Monday, September 15, 2008

The Perils of the “Mindless Imitation of One’s Peers”

Mr. Buffett made some comments when speaking to a group from Notre Dame in 1991 that are relevant to what's going on today:
The last thing I want to show you, before we get onto your questions, is an ad that was run June 16, 1969, for 1,000,000 shares of American Motors. This is a reproduction from the Wall Street Journal of that day. Now does anybody notice anything unusual about that ad?

[Guesses from audience.]

Everybody in that ad has disappeared. There are 37 investment bankers that sold that issue, plus American Motors, and they are all gone. Maybe that’s why they call them tombstone ads. Now the average business of the New York Stock exchange in 1969 was 11 million shares. Average volume now is fifteen times as large. Now here’s an industry whose volume has grown 15 to 1 in 20 years. Marvelous growth in the financial world. And here are 37 out of 37, and those are some of the biggest names on Wall Street, and some of them had been around the longest, and 37 out of 37 have disappeared. And that’s why I say you ought to think about [the long-term durability of a business?] because these people obviously didn’t.

These were run by people with high IQs, by people that worked ungodly hard. They were people that had an intense interest in success. They worked long hours. They all thought they were going to be leaders on Wall Street at some point, and they all went around, incidentally, giving advice to other companies about how to run their business. That’s sort of interesting.

You go to Wall Street today, and there’s some company the guy hadn’t heard of two weeks before and he’s trying to sell you. He will lay out this computer run of the next 10 years, yet he doesn’t have the faintest idea of what his own business is going to earn next week!

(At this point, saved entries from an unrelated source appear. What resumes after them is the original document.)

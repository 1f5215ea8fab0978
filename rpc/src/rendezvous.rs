//! Rank discovery through the master and the shutdown handshake.

use std::{collections::BTreeMap, io, time::Duration};

use comms::{
    WireReceiver, WireSender,
    msg::{Command, Msg},
    specs::rpc::PeerSpec,
};
use futures::future;
use log::{debug, info, warn};
use tokio::{
    net::{
        TcpListener, TcpStream,
        tcp::{OwnedReadHalf, OwnedWriteHalf},
    },
    time::Instant,
};

use crate::{Result, RpcBackendOptions, RpcErr, msg_kind};

const DIAL_RETRY: Duration = Duration::from_millis(100);

/// The connection between the master and a worker, kept for the shutdown handshake.
pub(crate) type Conn = (WireReceiver<OwnedReadHalf>, WireSender<OwnedWriteHalf>);

pub(crate) enum ControlPlane {
    Master(Vec<(usize, Conn)>),
    Worker(Conn),
}

/// Everything a process learns while joining the world.
pub(crate) struct Rendezvous {
    pub listener: TcpListener,
    pub peers: Vec<PeerSpec>,
    pub control: ControlPlane,
}

/// Listens on the master address until every other rank joined, then sends them the roster.
///
/// # Arguments
/// * `name` - The name of the master process.
/// * `world_size` - The amount of processes, the master included.
/// * `options` - The backend options.
pub(crate) async fn master(
    name: &str,
    world_size: usize,
    options: &RpcBackendOptions,
) -> Result<Rendezvous> {
    let listener = TcpListener::bind(&options.master_addr).await?;
    let addr = listener.local_addr()?;
    info!(world_size = world_size; "master listening at {addr}");

    let joined = tokio::time::timeout(options.init_timeout, collect_joins(&listener, world_size))
        .await
        .map_err(|_| {
            RpcErr::Rendezvous(format!(
                "not every rank joined within {:?}",
                options.init_timeout
            ))
        })??;

    let mut peers = vec![PeerSpec {
        rank: 0,
        name: name.to_string(),
        addr,
    }];
    let mut conns = Vec::with_capacity(joined.len());
    for (peer, conn) in joined {
        conns.push((peer.rank, conn));
        peers.push(peer);
    }

    let roster = Msg::Control(Command::Roster {
        peers: peers.clone(),
    });
    for (_, (_, tx)) in conns.iter_mut() {
        tx.send(&roster).await?;
    }

    info!(world_size = world_size; "every rank joined");
    Ok(Rendezvous {
        listener,
        peers,
        control: ControlPlane::Master(conns),
    })
}

async fn collect_joins(
    listener: &TcpListener,
    world_size: usize,
) -> Result<Vec<(PeerSpec, Conn)>> {
    let mut joined = BTreeMap::new();
    let mut buf: Vec<u32> = Vec::new();

    while joined.len() + 1 < world_size {
        let (stream, from) = listener.accept().await?;
        stream.set_nodelay(true)?;
        let (rx, tx) = stream.into_split();
        let (mut rx, tx) = comms::channel(rx, tx);

        match rx.recv_into(&mut buf).await {
            Ok(Msg::Control(Command::Join { rank, name, addr })) => {
                if rank == 0 || rank >= world_size {
                    return Err(RpcErr::InvalidRank { rank, world_size });
                }

                if joined.contains_key(&rank) {
                    return Err(RpcErr::Rendezvous(format!("rank {rank} joined twice")));
                }

                debug!(rank = rank; "{name} joined from {from}");
                joined.insert(rank, (PeerSpec { rank, name, addr }, (rx, tx)));
            }
            Ok(other) => warn!("expected Join from {from}, got {}", msg_kind(&other)),
            Err(e) => warn!("failed to read Join from {from}: {e}"),
        }
    }

    Ok(joined.into_values().collect())
}

/// Binds an ephemeral listener, joins the master and waits for the roster.
///
/// # Arguments
/// * `name` - The name of this process.
/// * `rank` - The rank of this process.
/// * `world_size` - The amount of processes, the master included.
/// * `options` - The backend options.
pub(crate) async fn worker(
    name: &str,
    rank: usize,
    world_size: usize,
    options: &RpcBackendOptions,
) -> Result<Rendezvous> {
    let listener = TcpListener::bind((options.listen_host.as_str(), 0)).await?;
    let addr = listener.local_addr()?;
    let deadline = Instant::now() + options.init_timeout;

    let stream = dial(&options.master_addr, deadline).await?;
    stream.set_nodelay(true)?;
    let (rx, tx) = stream.into_split();
    let (mut rx, mut tx) = comms::channel(rx, tx);

    let join = Msg::Control(Command::Join {
        rank,
        name: name.to_string(),
        addr,
    });
    tx.send(&join).await?;
    debug!(rank = rank; "joined the master, waiting for the roster");

    let mut buf: Vec<u32> = Vec::new();
    let roster = tokio::time::timeout_at(deadline, rx.recv_into(&mut buf))
        .await
        .map_err(|_| RpcErr::Rendezvous("the roster never arrived".into()))??;

    let peers = match roster {
        Msg::Control(Command::Roster { peers }) => peers,
        other => {
            return Err(RpcErr::UnexpectedMessage {
                peer: Some(0),
                got: msg_kind(&other),
            });
        }
    };

    let complete =
        peers.len() == world_size && peers.iter().enumerate().all(|(i, p)| p.rank == i);
    if !complete {
        return Err(RpcErr::Rendezvous(format!(
            "received a roster of {} ranks for a world of size {world_size}",
            peers.len()
        )));
    }

    Ok(Rendezvous {
        listener,
        peers,
        control: ControlPlane::Worker((rx, tx)),
    })
}

async fn dial(addr: &str, deadline: Instant) -> Result<TcpStream> {
    loop {
        match TcpStream::connect(addr).await {
            Ok(stream) => return Ok(stream),
            Err(e) if Instant::now() < deadline => {
                debug!("master at {addr} not reachable yet: {e}");
                tokio::time::sleep(DIAL_RETRY).await;
            }
            Err(e) => {
                return Err(RpcErr::Rendezvous(format!(
                    "could not reach the master at {addr}: {e}"
                )));
            }
        }
    }
}

/// Tells every worker to stop and waits until all of them disconnected.
pub(crate) async fn shutdown_workers(workers: Vec<(usize, Conn)>) -> Result<()> {
    let waits = workers.into_iter().map(|(rank, (mut rx, mut tx))| async move {
        tx.send(&Msg::Control(Command::Shutdown)).await?;

        let mut buf: Vec<u32> = Vec::new();
        loop {
            match rx.recv_into(&mut buf).await {
                Ok(Msg::Control(Command::Disconnect)) => break,
                Ok(other) => warn!(rank = rank; "expected Disconnect, got {}", msg_kind(&other)),
                Err(e) if e.kind() == io::ErrorKind::UnexpectedEof => {
                    warn!(rank = rank; "worker left without disconnecting");
                    break;
                }
                Err(e) => return Err(RpcErr::from(e)),
            }
        }

        debug!(rank = rank; "worker disconnected");
        Ok::<_, RpcErr>(())
    });

    future::try_join_all(waits).await?;
    Ok(())
}

/// Blocks until the master asks to stop, then acknowledges it.
pub(crate) async fn await_shutdown((mut rx, mut tx): Conn) -> Result<()> {
    let mut buf: Vec<u32> = Vec::new();

    loop {
        match rx.recv_into(&mut buf).await? {
            Msg::Control(Command::Shutdown) => break,
            other => warn!("expected Shutdown, got {}", msg_kind(&other)),
        }
    }

    tx.send(&Msg::Control(Command::Disconnect)).await?;
    Ok(())
}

Here are a group of 37. And the question is, how can you get a result like that? That is not a result that you get by chance. How can people who are bright, who work hard, who have their own money in the business – these are not a bunch of absentee owners – how can they get such a bad result? And I suggest that’s a good thing to think about before you get a job and go out into the world.

I would say that if you had to pick one thing that did it more than anything else, it’s the mindless imitation of one’s peers that produced this result. Whatever the other guy did, the other 36 were like a bunch of lemmings in terms of following. That’s what’s gotten all the big banks in trouble for the past 15 years. Every time somebody big does something dumb, other people can hardly wait to copy it. If you do nothing else when you get out of here, do things only when they make sense to you. You ought to be able to write “I am going to work for General Motors because ... “I am buying 100 shares of Coca Coals stock because...” And if you can’t write an intelligent answer to those questions, don’t do it.